[Saved entries]

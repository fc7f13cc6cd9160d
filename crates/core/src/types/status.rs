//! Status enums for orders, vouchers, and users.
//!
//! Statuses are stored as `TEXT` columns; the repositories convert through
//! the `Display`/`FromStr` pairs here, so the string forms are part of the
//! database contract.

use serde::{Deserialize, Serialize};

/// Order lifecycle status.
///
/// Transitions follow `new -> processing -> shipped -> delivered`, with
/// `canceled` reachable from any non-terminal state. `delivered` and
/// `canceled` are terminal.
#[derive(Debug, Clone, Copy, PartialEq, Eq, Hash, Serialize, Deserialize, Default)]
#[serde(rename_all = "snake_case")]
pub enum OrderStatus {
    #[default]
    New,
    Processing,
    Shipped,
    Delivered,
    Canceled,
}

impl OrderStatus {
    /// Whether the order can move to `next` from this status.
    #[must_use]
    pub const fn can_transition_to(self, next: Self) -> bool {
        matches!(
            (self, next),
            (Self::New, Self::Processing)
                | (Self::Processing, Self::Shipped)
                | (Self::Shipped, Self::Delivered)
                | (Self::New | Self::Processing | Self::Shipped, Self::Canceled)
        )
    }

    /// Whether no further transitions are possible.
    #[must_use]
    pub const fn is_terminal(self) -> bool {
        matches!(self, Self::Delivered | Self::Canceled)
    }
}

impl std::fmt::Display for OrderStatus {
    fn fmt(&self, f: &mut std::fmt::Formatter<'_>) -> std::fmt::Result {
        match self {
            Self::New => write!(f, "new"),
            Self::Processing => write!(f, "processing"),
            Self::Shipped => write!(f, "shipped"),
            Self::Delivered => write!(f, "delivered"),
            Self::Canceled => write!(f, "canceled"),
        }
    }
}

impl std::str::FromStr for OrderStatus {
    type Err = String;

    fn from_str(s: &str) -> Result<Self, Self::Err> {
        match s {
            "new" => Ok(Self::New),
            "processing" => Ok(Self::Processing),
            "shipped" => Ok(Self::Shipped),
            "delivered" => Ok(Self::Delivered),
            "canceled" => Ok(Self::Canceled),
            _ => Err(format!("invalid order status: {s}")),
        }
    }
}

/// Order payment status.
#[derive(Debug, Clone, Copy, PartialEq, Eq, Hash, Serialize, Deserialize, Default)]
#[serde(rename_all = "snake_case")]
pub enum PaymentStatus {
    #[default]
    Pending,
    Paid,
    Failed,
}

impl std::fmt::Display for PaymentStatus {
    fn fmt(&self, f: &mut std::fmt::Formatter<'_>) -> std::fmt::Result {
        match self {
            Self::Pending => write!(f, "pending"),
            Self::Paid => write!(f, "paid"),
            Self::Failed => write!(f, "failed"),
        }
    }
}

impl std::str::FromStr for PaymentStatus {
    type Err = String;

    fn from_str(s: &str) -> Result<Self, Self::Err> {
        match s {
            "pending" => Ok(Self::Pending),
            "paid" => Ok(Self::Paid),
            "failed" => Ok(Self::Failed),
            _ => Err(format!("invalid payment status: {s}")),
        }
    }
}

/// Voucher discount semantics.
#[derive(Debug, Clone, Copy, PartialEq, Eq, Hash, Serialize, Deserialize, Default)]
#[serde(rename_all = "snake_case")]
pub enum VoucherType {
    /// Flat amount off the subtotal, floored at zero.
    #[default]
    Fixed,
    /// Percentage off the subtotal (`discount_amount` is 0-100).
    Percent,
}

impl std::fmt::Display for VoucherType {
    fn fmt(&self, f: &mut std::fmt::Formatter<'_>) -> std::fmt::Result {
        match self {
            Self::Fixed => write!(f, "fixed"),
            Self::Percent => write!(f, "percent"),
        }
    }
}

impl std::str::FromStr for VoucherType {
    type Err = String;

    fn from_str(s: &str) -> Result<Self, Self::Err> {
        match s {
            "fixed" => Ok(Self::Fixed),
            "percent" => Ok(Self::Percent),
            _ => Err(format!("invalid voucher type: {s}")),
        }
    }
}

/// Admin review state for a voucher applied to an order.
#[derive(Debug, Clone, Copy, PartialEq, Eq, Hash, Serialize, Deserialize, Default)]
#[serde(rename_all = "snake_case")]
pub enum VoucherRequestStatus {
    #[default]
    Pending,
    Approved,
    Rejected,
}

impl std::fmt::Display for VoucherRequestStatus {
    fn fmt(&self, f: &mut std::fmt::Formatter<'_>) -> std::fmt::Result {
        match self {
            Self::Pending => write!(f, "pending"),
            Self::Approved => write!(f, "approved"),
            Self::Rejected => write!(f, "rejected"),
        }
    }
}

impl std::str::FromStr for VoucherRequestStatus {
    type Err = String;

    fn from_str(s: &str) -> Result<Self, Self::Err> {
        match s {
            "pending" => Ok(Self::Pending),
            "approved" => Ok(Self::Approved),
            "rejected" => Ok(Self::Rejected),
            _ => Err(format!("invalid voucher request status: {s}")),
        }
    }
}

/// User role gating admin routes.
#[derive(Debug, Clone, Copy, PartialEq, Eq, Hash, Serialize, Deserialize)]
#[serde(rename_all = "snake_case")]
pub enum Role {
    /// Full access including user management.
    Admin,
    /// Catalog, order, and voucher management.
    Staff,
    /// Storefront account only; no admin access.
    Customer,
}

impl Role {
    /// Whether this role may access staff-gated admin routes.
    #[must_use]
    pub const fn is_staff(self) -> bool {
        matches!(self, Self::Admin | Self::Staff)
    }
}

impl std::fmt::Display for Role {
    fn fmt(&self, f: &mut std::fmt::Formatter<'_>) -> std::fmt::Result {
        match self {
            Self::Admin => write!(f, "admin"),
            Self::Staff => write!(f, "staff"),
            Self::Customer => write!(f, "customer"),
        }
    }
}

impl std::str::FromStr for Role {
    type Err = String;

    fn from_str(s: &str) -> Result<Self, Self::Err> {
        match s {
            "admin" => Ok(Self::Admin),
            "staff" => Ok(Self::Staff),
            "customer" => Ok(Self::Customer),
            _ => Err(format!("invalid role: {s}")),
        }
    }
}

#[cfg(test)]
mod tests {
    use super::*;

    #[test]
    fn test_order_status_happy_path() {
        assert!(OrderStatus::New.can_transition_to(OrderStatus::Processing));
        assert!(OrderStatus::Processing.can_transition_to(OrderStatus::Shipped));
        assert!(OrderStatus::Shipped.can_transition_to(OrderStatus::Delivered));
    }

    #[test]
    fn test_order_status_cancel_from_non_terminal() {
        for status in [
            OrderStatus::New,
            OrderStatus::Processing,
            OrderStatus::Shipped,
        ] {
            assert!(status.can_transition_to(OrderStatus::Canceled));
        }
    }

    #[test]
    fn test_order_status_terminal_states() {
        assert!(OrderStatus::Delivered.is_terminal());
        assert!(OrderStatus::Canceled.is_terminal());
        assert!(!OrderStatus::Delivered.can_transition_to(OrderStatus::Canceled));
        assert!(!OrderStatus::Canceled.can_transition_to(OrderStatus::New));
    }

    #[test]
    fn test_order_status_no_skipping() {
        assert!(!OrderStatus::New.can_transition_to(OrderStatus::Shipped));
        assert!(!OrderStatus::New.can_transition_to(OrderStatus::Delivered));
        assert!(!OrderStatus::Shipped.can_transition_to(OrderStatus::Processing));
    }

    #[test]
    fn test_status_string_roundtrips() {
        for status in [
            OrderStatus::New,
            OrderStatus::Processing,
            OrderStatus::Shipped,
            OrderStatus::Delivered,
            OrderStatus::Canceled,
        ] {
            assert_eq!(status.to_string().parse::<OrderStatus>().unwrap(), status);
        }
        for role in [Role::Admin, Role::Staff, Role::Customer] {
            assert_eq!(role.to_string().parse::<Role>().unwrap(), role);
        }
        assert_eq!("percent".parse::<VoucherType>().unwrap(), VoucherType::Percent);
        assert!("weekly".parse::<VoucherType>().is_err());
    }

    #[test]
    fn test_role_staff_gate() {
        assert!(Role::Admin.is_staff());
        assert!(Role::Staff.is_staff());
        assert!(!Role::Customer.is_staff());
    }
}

---

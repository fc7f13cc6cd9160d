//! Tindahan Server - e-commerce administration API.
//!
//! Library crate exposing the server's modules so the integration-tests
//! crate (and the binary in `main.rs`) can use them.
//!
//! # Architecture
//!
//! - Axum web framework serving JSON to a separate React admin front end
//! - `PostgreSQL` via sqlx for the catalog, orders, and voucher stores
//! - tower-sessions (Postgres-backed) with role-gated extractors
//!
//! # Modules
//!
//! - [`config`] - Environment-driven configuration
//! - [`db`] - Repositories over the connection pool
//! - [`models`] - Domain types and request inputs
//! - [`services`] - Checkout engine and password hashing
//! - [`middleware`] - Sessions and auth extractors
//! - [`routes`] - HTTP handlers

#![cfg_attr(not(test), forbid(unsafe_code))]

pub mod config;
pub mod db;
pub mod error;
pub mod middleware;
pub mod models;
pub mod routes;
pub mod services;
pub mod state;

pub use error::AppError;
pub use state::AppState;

### Task
Check the data above and report how many lines include the word "error", using a bare number.

### Answer to this task
2